# [Task instructions]
This task calls for copying every line in the data below that contains the word "return".

(Collected data entries)
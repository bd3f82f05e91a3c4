//! User interface rendering.

mod drawer;
mod keymap_bar;
mod layout;
mod screen;
mod status_bar;
pub mod theme;
mod top_bar;

use crate::app::App;
use crate::error::{Result, ShellError};
use ratatui::{backend::TestBackend, Frame, Terminal};

pub use drawer::DrawerPanel;
pub use keymap_bar::keymap_text;
pub use layout::{min_drawer_width, ShellLayout};
pub use screen::Screen;
pub use theme::ThemeColors;

/// Draw the UI and return the layout used, for hit-testing input.
pub fn draw(f: &mut Frame<'_>, app: &App) -> ShellLayout {
    let colors = app.colors;
    let layout = ShellLayout::new(
        f.area(),
        app.config.drawer.width,
        app.drawer.visible_fraction(),
    );

    top_bar::draw_top_bar(f, &layout, &app.config.title, &colors);

    f.render_widget(Screen::new(app.router.screen()), layout.content);

    f.render_widget(
        DrawerPanel::new(app.cursor, app.router.active(), layout.drawer_full, &colors),
        layout.drawer,
    );

    status_bar::draw_status(f, layout.status, &app.status, &colors);
    keymap_bar::draw_keymap(f, layout.keymap, app.drawer.is_open(), &colors);

    layout
}

/// Render one frame off-screen and return its text, one line per row.
pub fn render_to_string(app: &App, cols: u16, rows: u16) -> Result<String> {
    if cols == 0 || rows == 0 {
        return Err(ShellError::Terminal(format!(
            "cannot render a {}x{} frame",
            cols, rows
        )));
    }

    let mut terminal = Terminal::new(TestBackend::new(cols, rows))?;
    terminal.draw(|f| {
        draw(f, app);
    })?;

    let buffer = terminal.backend().buffer();
    let lines: Vec<String> = buffer
        .content()
        .chunks(usize::from(cols))
        .map(|row| {
            let line: String = row.iter().map(|cell| cell.symbol()).collect();
            line.trim_end().to_string()
        })
        .collect();

    Ok(lines.join("\n"))
}

#[cfg(test)]
mod tests {
    use super::*;
    use crate::config::{ShellConfig, APP_TITLE};
    use crate::router::Route;

    fn app() -> App {
        App::new(ShellConfig::default())
    }

    #[test]
    fn initial_frame_shows_home() {
        let text = render_to_string(&app(), 80, 24).unwrap();
        assert!(text.contains(APP_TITLE));
        assert!(text.contains("Home Screen"));
        assert!(!text.contains("Menu"));
    }

    #[test]
    fn each_route_renders_only_its_label() {
        for route in Route::ALL {
            let mut app = app();
            app.router.navigate(route);
            let text = render_to_string(&app, 80, 24).unwrap();

            for other in Route::ALL {
                let label = other.screen().label;
                // "Profile Screen" is not a substring of "Profile2 Screen".
                assert_eq!(text.contains(label), other == route, "{route}: {label}");
            }
        }
    }

    #[test]
    fn open_drawer_overlays_content() {
        let mut app = app();
        let _ = app.drawer.open();
        app.drawer.settle();

        let text = render_to_string(&app, 80, 24).unwrap();
        assert!(text.contains("Menu"));
        assert!(text.contains("Settings"));
        assert!(text.contains(keymap_text(true)));
    }

    #[test]
    fn empty_frame_is_an_error() {
        assert!(matches!(
            render_to_string(&app(), 0, 10),
            Err(ShellError::Terminal(_))
        ));
    }
}
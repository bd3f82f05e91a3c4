//! Routing between the shell's destinations.
//!
//! Destinations form a closed set, so an unknown route cannot reach the
//! router. String keys only exist at the command-line boundary.

use std::fmt;
use std::str::FromStr;

use ratatui::style::Color;

use crate::error::ShellError;
use crate::ui::theme::SLATE_GREY;

/// A navigation destination.
#[derive(Debug, Clone, Copy, PartialEq, Eq, Hash, Default)]
pub enum Route {
    /// The start destination.
    #[default]
    Home,
    /// First profile screen.
    Profile,
    /// Second profile screen.
    Profile2,
    /// Settings screen.
    Settings,
}

/// Static configuration of a screen.
#[derive(Debug, Clone, Copy, PartialEq, Eq)]
pub struct ScreenConfig {
    /// The single label the screen displays.
    pub label: &'static str,
    /// Full-bleed background color.
    pub background: Color,
}

static HOME_SCREEN: ScreenConfig = ScreenConfig {
    label: "Home Screen",
    background: SLATE_GREY,
};

static PROFILE_SCREEN: ScreenConfig = ScreenConfig {
    label: "Profile Screen",
    background: SLATE_GREY,
};

static PROFILE2_SCREEN: ScreenConfig = ScreenConfig {
    label: "Profile2 Screen",
    background: SLATE_GREY,
};

static SETTINGS_SCREEN: ScreenConfig = ScreenConfig {
    label: "Settings Screen",
    background: SLATE_GREY,
};

impl Route {
    /// All routes in declaration order.
    pub const ALL: [Route; 4] = [Route::Home, Route::Profile, Route::Profile2, Route::Settings];

    /// The route's string key.
    pub fn key(self) -> &'static str {
        match self {
            Route::Home => "home",
            Route::Profile => "profile",
            Route::Profile2 => "profile2",
            Route::Settings => "settings",
        }
    }

    /// The screen bound to this route.
    pub fn screen(self) -> &'static ScreenConfig {
        match self {
            Route::Home => &HOME_SCREEN,
            Route::Profile => &PROFILE_SCREEN,
            Route::Profile2 => &PROFILE2_SCREEN,
            Route::Settings => &SETTINGS_SCREEN,
        }
    }
}

impl fmt::Display for Route {
    fn fmt(&self, f: &mut fmt::Formatter<'_>) -> fmt::Result {
        f.write_str(self.key())
    }
}

impl FromStr for Route {
    type Err = ShellError;

    fn from_str(s: &str) -> Result<Self, Self::Err> {
        Route::ALL
            .into_iter()
            .find(|route| route.key() == s)
            .ok_or_else(|| ShellError::unknown_route(s))
    }
}

/// Router state: which destination is active.
#[derive(Debug, Clone, Default)]
pub struct Router {
    active: Route,
}

impl Router {
    /// Create a router at the start destination.
    pub fn new() -> Self {
        Self::default()
    }

    /// The active route.
    pub fn active(&self) -> Route {
        self.active
    }

    /// The screen of the active route.
    pub fn screen(&self) -> &'static ScreenConfig {
        self.active.screen()
    }

    /// Switch to `route`.
    pub fn navigate(&mut self, route: Route) {
        if self.active != route {
            tracing::debug!(from = %self.active, to = %route, "navigate");
        }
        self.active = route;
    }
}

#[cfg(test)]
mod tests {
    use super::*;

    #[test]
    fn starts_at_home() {
        let router = Router::new();
        assert_eq!(router.active(), Route::Home);
        assert_eq!(router.screen().label, "Home Screen");
    }

    #[test]
    fn navigate_selects_matching_screen() {
        let expected = [
            (Route::Home, "Home Screen"),
            (Route::Profile, "Profile Screen"),
            (Route::Profile2, "Profile2 Screen"),
            (Route::Settings, "Settings Screen"),
        ];
        let mut router = Router::new();
        for (route, label) in expected {
            router.navigate(route);
            assert_eq!(router.active(), route);
            assert_eq!(router.screen().label, label);
        }
    }

    #[test]
    fn keys_parse_back_to_routes() {
        for route in Route::ALL {
            assert_eq!(route.key().parse::<Route>().ok(), Some(route));
        }
    }

    #[test]
    fn unknown_key_is_rejected() {
        let err = "about".parse::<Route>().unwrap_err();
        assert!(matches!(err, ShellError::UnknownRoute { ref key } if key == "about"));
        assert!("Home".parse::<Route>().is_err());
    }

    #[test]
    fn profiles_stay_distinct() {
        assert_ne!(Route::Profile.screen(), Route::Profile2.screen());
    }
}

# [Answer to this problem]
/// Draw the UI and return the layout used, for hit-testing input.
/// Render one frame off-screen and return its text, one line per row.
        return Err(ShellError::Terminal(format!(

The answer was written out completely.